According to the definititon used by the Dutch Statistics Agency CBS, unemployment is currently at 4.0% of the labor force. By Eurostat standards however, unemployment in the Netherlands is at only 2.9% - the lowest rate of all EU member states.
The Netherlands is member of the European Union, the OECD and the World Trade Organisation
The Netherlands has a prosperous and open economy, which depends heavily on foreign trade. The economy is noted for stable industrial relations, fairly low unemployment and inflation, a sizable current account surplus, and an important role as a European transportation hub. Industrial activity is predominantly in food processing, chemicals, petroleum refining, and electrical machinery. A highly mechanized agricultural sector employs no more than 2% of the labour force but provides large surpluses for the food-processing industry and for exports. The Netherlands, along with 11 of its EU partners, began circulating the euro currency on 1 January 2002. The country is one of the leading European nations for attracting foreign direct investment.
The stern financial policies of the Balkenende cabinets, which are often identified with finance minister Gerrit Zalm, have led to a deficit of only 0.3% of GDP in 2005, coming from 2.1% in 2004. The deficit is expected to show a small rise to 0.5% in 2006, and slight surplus in 2007. In 2006 public debt stood at 51% of GDP and is expected to fall below 50% in 2007 for the first time in 25 years, down from over 80% in the early nineties.
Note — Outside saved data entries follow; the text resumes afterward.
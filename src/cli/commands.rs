use crate::core::{self, histogram};
use crate::error::{TallyError, TallyResult};
use crate::reader;
use crate::types::{AnalysisConfig, AnalysisReport, Table};
use clap::ValueEnum;
use colored::Colorize;
use notify::RecursiveMode;
use notify_debouncer_mini::{new_debouncer, DebouncedEventKind};
use std::path::{Path, PathBuf};
use std::sync::mpsc::channel;
use std::time::Duration;

/// Output format for the analyze command
#[derive(Debug, Clone, Copy, PartialEq, Eq, ValueEnum)]
pub enum OutputFormat {
    /// Human-readable table
    Table,
    /// Machine-readable JSON
    Json,
}

/// Flags shared by `analyze` and `watch`.
#[derive(Debug, Clone)]
pub struct AnalyzeOptions {
    pub filter_column: Option<String>,
    pub filter_value: Option<String>,
    pub sort_column: Option<String>,
    pub date_column: Option<String>,
    /// `None` selects every header column.
    pub columns: Option<Vec<String>>,
    pub format: OutputFormat,
    pub verbose: bool,
}

/// Format a number for display, removing unnecessary decimal places
fn format_number(n: f64) -> String {
    // Round to 6 decimal places for display; also hides float artifacts
    let rounded = (n * 1e6).round() / 1e6;
    format!("{:.6}", rounded)
        .trim_end_matches('0')
        .trim_end_matches('.')
        .to_string()
}

/// Treat empty strings as "disabled", like the blank form fields they
/// replace.
fn non_empty(value: Option<String>) -> Option<String> {
    value.filter(|v| !v.is_empty())
}

/// Build the pipeline configuration from CLI flags plus the loaded header.
fn build_config(table: &Table, opts: &AnalyzeOptions) -> AnalysisConfig {
    let columns = match &opts.columns {
        Some(names) => names.clone(),
        None => table.header.clone(),
    };

    AnalysisConfig {
        filter_column: non_empty(opts.filter_column.clone()),
        filter_value: non_empty(opts.filter_value.clone()),
        sort_column: non_empty(opts.sort_column.clone()),
        date_column: non_empty(opts.date_column.clone()),
        columns,
    }
}

/// Execute the analyze command
pub fn analyze(file: PathBuf, opts: AnalyzeOptions) -> TallyResult<()> {
    if opts.format == OutputFormat::Table {
        println!("{}", "📊 Tally - CSV Analysis".bold().green());
        println!("   File: {}\n", file.display());
    }

    run_analysis(&file, &opts)
}

/// Load, analyze, and render one pass. Shared by `analyze` and `watch`.
fn run_analysis(file: &Path, opts: &AnalyzeOptions) -> TallyResult<()> {
    let table = reader::read_table(file)?;

    if opts.verbose && opts.format == OutputFormat::Table {
        println!(
            "   Found {} columns, {} rows",
            table.header.len(),
            table.row_count()
        );
        if let (Some(column), Some(value)) = (
            non_empty(opts.filter_column.clone()),
            non_empty(opts.filter_value.clone()),
        ) {
            println!("   Filter: {} = '{}'", column.cyan(), value);
        }
        println!();
    }

    let config = build_config(&table, opts);
    let report = core::analyze(&table, &config)?;

    match opts.format {
        OutputFormat::Table => render_report(&report),
        OutputFormat::Json => println!("{}", serde_json::to_string_pretty(&report)?),
    }

    Ok(())
}

fn render_report(report: &AnalysisReport) {
    if !report.summaries.is_empty() {
        println!("{}", "📈 Column Statistics:".bold().cyan());
        println!("{}", "─".repeat(96));
        println!(
            "{:<16}{:>8}{:>12}{:>12}{:>12}{:>12}{:>12}{:>12}",
            "Column".bold(),
            "Count".bold(),
            "Average".bold(),
            "Minimum".bold(),
            "Maximum".bold(),
            "Median".bold(),
            "Mode".bold(),
            "Std Dev".bold()
        );
        println!("{}", "─".repeat(96));

        for summary in &report.summaries {
            let mode = summary
                .mode
                .map_or_else(|| "No mode".to_string(), format_number);
            println!(
                "{:<16}{:>8}{:>12}{:>12}{:>12}{:>12}{:>12}{:>12}",
                summary.column.bright_blue(),
                summary.count,
                format_number(summary.mean).green(),
                format_number(summary.min),
                format_number(summary.max),
                format_number(summary.median),
                mode,
                format_number(summary.std_dev)
            );
        }
        println!("{}", "─".repeat(96));
        println!();
    }

    if let Some(range) = &report.date_range {
        println!(
            "📅 Column '{}': Oldest = {}, Newest = {}",
            range.column.bright_blue(),
            range.oldest.to_string().green(),
            range.newest.to_string().green()
        );
        println!();
    }

    for warning in &report.warnings {
        println!("{}  {}", "⚠️".yellow(), warning.to_string().yellow());
    }
    if !report.warnings.is_empty() {
        println!();
    }

    if report.has_results() {
        println!("{}", "✅ Analysis complete".bold().green());
    } else {
        println!("{}", "⚠️  No results produced".bold().yellow());
    }
}

/// Execute the columns command - list header columns with positions
pub fn columns(file: PathBuf) -> TallyResult<()> {
    println!("{}", "📋 Tally - Columns".bold().green());
    println!("   File: {}\n", file.display());

    let table = reader::read_table(&file)?;

    for (idx, name) in table.header.iter().enumerate() {
        println!("   {:>3}  {}", idx, name.bright_blue());
    }
    println!("\n   {} columns, {} rows", table.header.len(), table.row_count());

    Ok(())
}

/// Execute the histogram command
pub fn histogram(file: PathBuf, columns: Option<Vec<String>>, bins: usize) -> TallyResult<()> {
    println!("{}", "📊 Tally - Histograms".bold().green());
    println!("   File: {}\n", file.display());

    if bins == 0 {
        return Err(TallyError::Config("bin count must be at least 1".to_string()));
    }

    let table = reader::read_table(&file)?;
    let selected = columns.unwrap_or_else(|| table.header.clone());

    let mut warnings = Vec::new();
    let histograms = histogram::build_for_table(&table, &selected, bins, &mut warnings);

    for histogram in &histograms {
        render_histogram(histogram);
    }

    for warning in &warnings {
        println!("{}  {}", "⚠️".yellow(), warning.to_string().yellow());
    }

    if histograms.is_empty() {
        println!("{}", "⚠️  Nothing to plot".bold().yellow());
    }

    Ok(())
}

const BAR_WIDTH: usize = 40;

fn render_histogram(histogram: &core::Histogram) {
    println!(
        "{} {} ({} values)",
        "Histogram of".bold(),
        histogram.column.bright_blue().bold(),
        histogram.values
    );

    let max_count = histogram.bins.iter().map(|b| b.count).max().unwrap_or(0);
    for bin in &histogram.bins {
        let bar = if max_count == 0 {
            0
        } else {
            // Round up so non-empty bins always show at least one block
            (bin.count * BAR_WIDTH).div_ceil(max_count)
        };
        println!(
            "  [{:>10} .. {:>10}) {:>6}  {}",
            format_number(bin.lower),
            format_number(bin.upper),
            bin.count,
            "█".repeat(bar).cyan()
        );
    }
    println!();
}

/// Execute the watch command - re-analyze whenever the file changes
pub fn watch(file: PathBuf, opts: AnalyzeOptions) -> TallyResult<()> {
    println!("{}", "👁️  Tally - Watch Mode".bold().green());
    println!("   Watching: {}", file.display());
    println!("   Press {} to stop\n", "Ctrl+C".bold().yellow());

    if !file.exists() {
        return Err(TallyError::Watch(format!(
            "File not found: {}",
            file.display()
        )));
    }

    let canonical_path = file.canonicalize()?;
    let parent_dir = canonical_path
        .parent()
        .ok_or_else(|| TallyError::Watch("Cannot determine parent directory".to_string()))?;

    let (tx, rx) = channel();

    // Debounce so an editor's save-in-progress doesn't trigger twice
    let mut debouncer = new_debouncer(Duration::from_millis(200), tx)
        .map_err(|e| TallyError::Watch(format!("Failed to create file watcher: {e}")))?;

    debouncer
        .watcher()
        .watch(parent_dir, RecursiveMode::NonRecursive)
        .map_err(|e| TallyError::Watch(format!("Failed to watch directory: {e}")))?;

    println!("{}", "🔄 Initial run...".cyan());
    run_watch_action(&file, &opts);
    println!();

    loop {
        match rx.recv() {
            Ok(Ok(events)) => {
                let relevant = events.iter().any(|event| {
                    if event.kind != DebouncedEventKind::Any {
                        return false;
                    }
                    if let Ok(event_canonical) = event.path.canonicalize() {
                        if event_canonical == canonical_path {
                            return true;
                        }
                    }
                    event
                        .path
                        .file_name()
                        .is_some_and(|name| Some(name) == canonical_path.file_name())
                });

                if relevant {
                    println!(
                        "\n{} {}",
                        "🔄 Change detected at".cyan(),
                        chrono::Local::now().format("%H:%M:%S").to_string().cyan()
                    );
                    run_watch_action(&file, &opts);
                    println!();
                }
            }
            Ok(Err(error)) => {
                eprintln!("{} Watch error: {}", "❌".red(), error);
            }
            Err(e) => {
                eprintln!("{} Channel error: {}", "❌".red(), e);
                break;
            }
        }
    }

    Ok(())
}

fn run_watch_action(file: &Path, opts: &AnalyzeOptions) {
    match run_analysis(file, opts) {
        Ok(()) => {}
        Err(e) => println!("{} {}", "❌ Analysis failed:".bold().red(), e),
    }
}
The Netherlands, which derives more than two-thirds of GDP from merchandise trade, had strongly positive balance of payments for 2005 estimated at €31.5 billion. Leading export markets (2005) are Germany with 25.1%, Belgium with 12.2% and the United Kingdom and France with both 9.4%. Leading suppliers (2004) are Germany (17%), Belgium (9.4%), China (8.8%) and the United States (7.8%). As becomes clear from these figures, Germany is by far the most important trading partner of The Netherlands.
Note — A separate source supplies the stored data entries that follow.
//! Tally - CSV column profiler
//!
//! This library loads a CSV file into an in-memory table and runs a
//! filter → sort → aggregate pipeline over it: per-column summary
//! statistics (mean, min, max, median, mode, sample standard deviation),
//! an oldest/newest range for a date column, and histogram binning.
//!
//! # Features
//!
//! - Row filtering by exact column value and stable lexicographic sorting
//! - First-row numeric column detection, per-row skip warnings
//! - Structured, typed warnings instead of printed diagnostics
//! - Fixed YYYY-MM-DD date contract with real calendar validation
//! - Equal-width histogram binning
//!
//! # Example
//!
//! ```no_run
//! use tally::core::analyze;
//! use tally::reader::read_table;
//! use tally::types::AnalysisConfig;
//! use std::path::Path;
//!
//! let table = read_table(Path::new("sales.csv"))?;
//! let config = AnalysisConfig::new(vec!["amount".into()]).with_date_column("date");
//! let report = analyze(&table, &config)?;
//!
//! for summary in &report.summaries {
//!     println!("{}: mean {}", summary.column, summary.mean);
//! }
//! for warning in &report.warnings {
//!     eprintln!("warning: {warning}");
//! }
//! # Ok::<(), tally::error::TallyError>(())
//! ```

pub mod cli;
pub mod core;
pub mod error;
pub mod reader;
pub mod types;

// Re-export commonly used types
pub use error::{TallyError, TallyResult};
pub use types::{AnalysisConfig, AnalysisReport, ColumnSummary, DateRange, Table, Warning};
//! Ratchet state and the trailing-stop fold.
//!
//! Per bar: candidate_long = close - atr * multiplier,
//! candidate_short = close + atr * multiplier.
//! - no previous stop: stop = candidate_long
//! - close > previous: stop = max(previous, candidate_long)
//! - close < previous: stop = min(previous, candidate_short)
//! - close == previous: stop = previous
//!
//! Direction is never an input. It is read off the sign of
//! `close - previous_stop` on every bar.

use serde::{Deserialize, Serialize};

use crate::domain::Bar;
use crate::error::CoreError;

/// Which branch of the ratchet produced a stop level.
#[derive(Debug, Clone, Copy, PartialEq, Eq, Serialize, Deserialize)]
#[serde(rename_all = "snake_case")]
pub enum StopSide {
    /// Close above the previous stop (or the seeding bar).
    Long,
    /// Close below the previous stop.
    Short,
    /// Close exactly on the previous stop; level carried unchanged.
    Tied,
}

/// One emitted stop level and the branch that produced it.
#[derive(Debug, Clone, Copy, PartialEq, Serialize, Deserialize)]
pub struct StopStep {
    pub level: f64,
    pub side: StopSide,
}

/// Explicit accumulator for the ratchet recurrence.
///
/// Holds only the last emitted stop. Bars that cannot produce a stop leave it
/// untouched, so the ratchet resumes from the last defined level.
#[derive(Debug, Clone, Default, PartialEq)]
pub struct RatchetState {
    previous_stop: Option<f64>,
}

impl RatchetState {
    pub fn new() -> Self {
        Self::default()
    }

    /// Create a ratchet that continues from an existing level.
    pub fn with_previous(level: f64) -> Self {
        Self {
            previous_stop: Some(level),
        }
    }

    /// Last emitted stop, if any.
    pub fn current_level(&self) -> Option<f64> {
        self.previous_stop
    }

    /// Advance the ratchet by one bar.
    ///
    /// Returns `None` without touching the state when `atr` is absent or
    /// either input is non-finite.
    pub fn step(&mut self, close: f64, atr: Option<f64>, multiplier: f64) -> Option<StopStep> {
        let atr = atr.filter(|a| a.is_finite())?;
        if !close.is_finite() {
            return None;
        }

        let offset = atr * multiplier;
        let candidate_long = close - offset;
        let candidate_short = close + offset;

        let step = match self.previous_stop {
            None => StopStep {
                level: candidate_long,
                side: StopSide::Long,
            },
            Some(prev) if close > prev => StopStep {
                level: prev.max(candidate_long),
                side: StopSide::Long,
            },
            Some(prev) if close < prev => StopStep {
                level: prev.min(candidate_short),
                side: StopSide::Short,
            },
            Some(prev) => StopStep {
                level: prev,
                side: StopSide::Tied,
            },
        };

        self.previous_stop = Some(step.level);
        Some(step)
    }
}

fn validate_multiplier(multiplier: f64) -> Result<(), CoreError> {
    if !multiplier.is_finite() || multiplier <= 0.0 {
        return Err(CoreError::invalid(
            "multiplier",
            format!("must be a positive finite number, got {multiplier}"),
        ));
    }
    Ok(())
}

/// Run the ratchet over `bars` and return every step, aligned with `bars`.
///
/// Index 0 is always `None`: there is no prior stop to ratchet from.
pub fn trailing_stop_steps(
    bars: &[Bar],
    atr: &[Option<f64>],
    multiplier: f64,
) -> Result<Vec<Option<StopStep>>, CoreError> {
    validate_multiplier(multiplier)?;
    if atr.len() != bars.len() {
        return Err(CoreError::LengthMismatch {
            bars: bars.len(),
            atr: atr.len(),
        });
    }

    let mut state = RatchetState::new();
    Ok(bars
        .iter()
        .zip(atr)
        .enumerate()
        .map(|(i, (bar, &atr))| {
            if i == 0 {
                None
            } else {
                state.step(bar.close, atr, multiplier)
            }
        })
        .collect())
}

/// Stop levels only, aligned with `bars`.
pub fn compute_trailing_stop(
    bars: &[Bar],
    atr: &[Option<f64>],
    multiplier: f64,
) -> Result<Vec<Option<f64>>, CoreError> {
    Ok(trailing_stop_steps(bars, atr, multiplier)?
        .into_iter()
        .map(|s| s.map(|s| s.level))
        .collect())
}
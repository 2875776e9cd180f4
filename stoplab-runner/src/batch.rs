//! Parallel batch runs.
//!
//! Each config is an independent invocation with its own source and its own
//! ratchet state, so configs fan out over rayon with no shared mutable state.
//! Results come back in input order.

use chrono::NaiveDate;
use rayon::prelude::*;

use crate::config::RunConfig;
use crate::data_loader::{source_from_config, BarSource};
use crate::runner::{run_single, RunError, StopReport};

/// Outcome of one config in a batch.
#[derive(Debug)]
pub struct BatchOutcome {
    pub symbol: String,
    pub result: Result<StopReport, RunError>,
}

impl BatchOutcome {
    pub fn is_ok(&self) -> bool {
        self.result.is_ok()
    }
}

/// Summary counts for a finished batch.
#[derive(Debug, Clone, Copy, PartialEq, Eq)]
pub struct BatchSummary {
    pub succeeded: usize,
    pub failed: usize,
}

impl BatchSummary {
    pub fn of(outcomes: &[BatchOutcome]) -> Self {
        let succeeded = outcomes.iter().filter(|o| o.is_ok()).count();
        Self {
            succeeded,
            failed: outcomes.len() - succeeded,
        }
    }

    pub fn all_succeeded(&self) -> bool {
        self.failed == 0
    }
}

/// Run every config, building each source with `make_source`.
pub fn run_batch_with<F>(configs: &[RunConfig], today: NaiveDate, make_source: F) -> Vec<BatchOutcome>
where
    F: Fn(&RunConfig) -> Box<dyn BarSource> + Sync,
{
    log::info!("batch: {} run(s)", configs.len());
    configs
        .par_iter()
        .map(|config| {
            let source = make_source(config);
            let result = run_single(config, source.as_ref(), today);
            if let Err(e) = &result {
                log::warn!("{}: {e}", config.symbol);
            }
            BatchOutcome {
                symbol: config.symbol.clone(),
                result,
            }
        })
        .collect()
}

/// Run every config against the source its own config describes.
pub fn run_batch(configs: &[RunConfig], today: NaiveDate) -> Vec<BatchOutcome> {
    run_batch_with(configs, today, |config| source_from_config(&config.source))
}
Leading foreign investors in the Netherlands (2005) are the United States with 18.5%, the United Kingdom (14.1%), Germany (12.0%) and Belgium (10.1%).
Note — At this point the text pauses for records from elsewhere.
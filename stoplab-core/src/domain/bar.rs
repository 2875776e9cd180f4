//! Bar — the fundamental market data unit.

use chrono::NaiveDate;
use serde::{Deserialize, Serialize};

/// OHLCV bar for a single symbol on a single session.
///
/// `open` and `volume` are carried for output and validation only; the ATR
/// and stop computations read `high`, `low` and `close`.
#[derive(Debug, Clone, PartialEq, Serialize, Deserialize)]
pub struct Bar {
    pub symbol: String,
    pub date: NaiveDate,
    pub open: f64,
    pub high: f64,
    pub low: f64,
    pub close: f64,
    #[serde(default)]
    pub volume: u64,
}

impl Bar {
    /// Returns true if any OHLC field is NaN or infinite (void bar).
    pub fn is_void(&self) -> bool {
        !(self.open.is_finite()
            && self.high.is_finite()
            && self.low.is_finite()
            && self.close.is_finite())
    }

    /// Basic OHLC sanity check: high >= low, high >= open, high >= close, etc.
    ///
    /// The core never rejects a bar for failing this; callers use it to
    /// surface data-quality warnings.
    pub fn is_sane(&self) -> bool {
        if self.is_void() {
            return false;
        }
        self.high >= self.low
            && self.high >= self.open
            && self.high >= self.close
            && self.low <= self.open
            && self.low <= self.close
            && self.open > 0.0
            && self.close > 0.0
    }
}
While its oil reserves in the North Sea are of little importance, the Netherlands is presently the second-greatest natural gas producer in the European Union and the ninth-greatest in the world, accounting for more than 30% of EU total annual gas production and about 2.7% of the annual world total. Proven natural gas reserves of the Netherlands are estimated (as of January 2005) at about 50-60 trillion cubic feet, or about 0.9% of the world total. Although the Netherlands owns substantial gas reserves in the North Sea, most of its production is presently from on-shore wells, and much of the natural gas produced by the Netherlands comes from Groningen Province, which borders the North Sea. Consumption of natural gas in the Netherlands is only about two-thirds of its production; the rest is exported and the Netherlands is presently the world's fifth-greatest natural gas exporter. Partly as a result of this large reserve of natural gas, nuclear power accounts for only 3.8% of the country’s electricity production.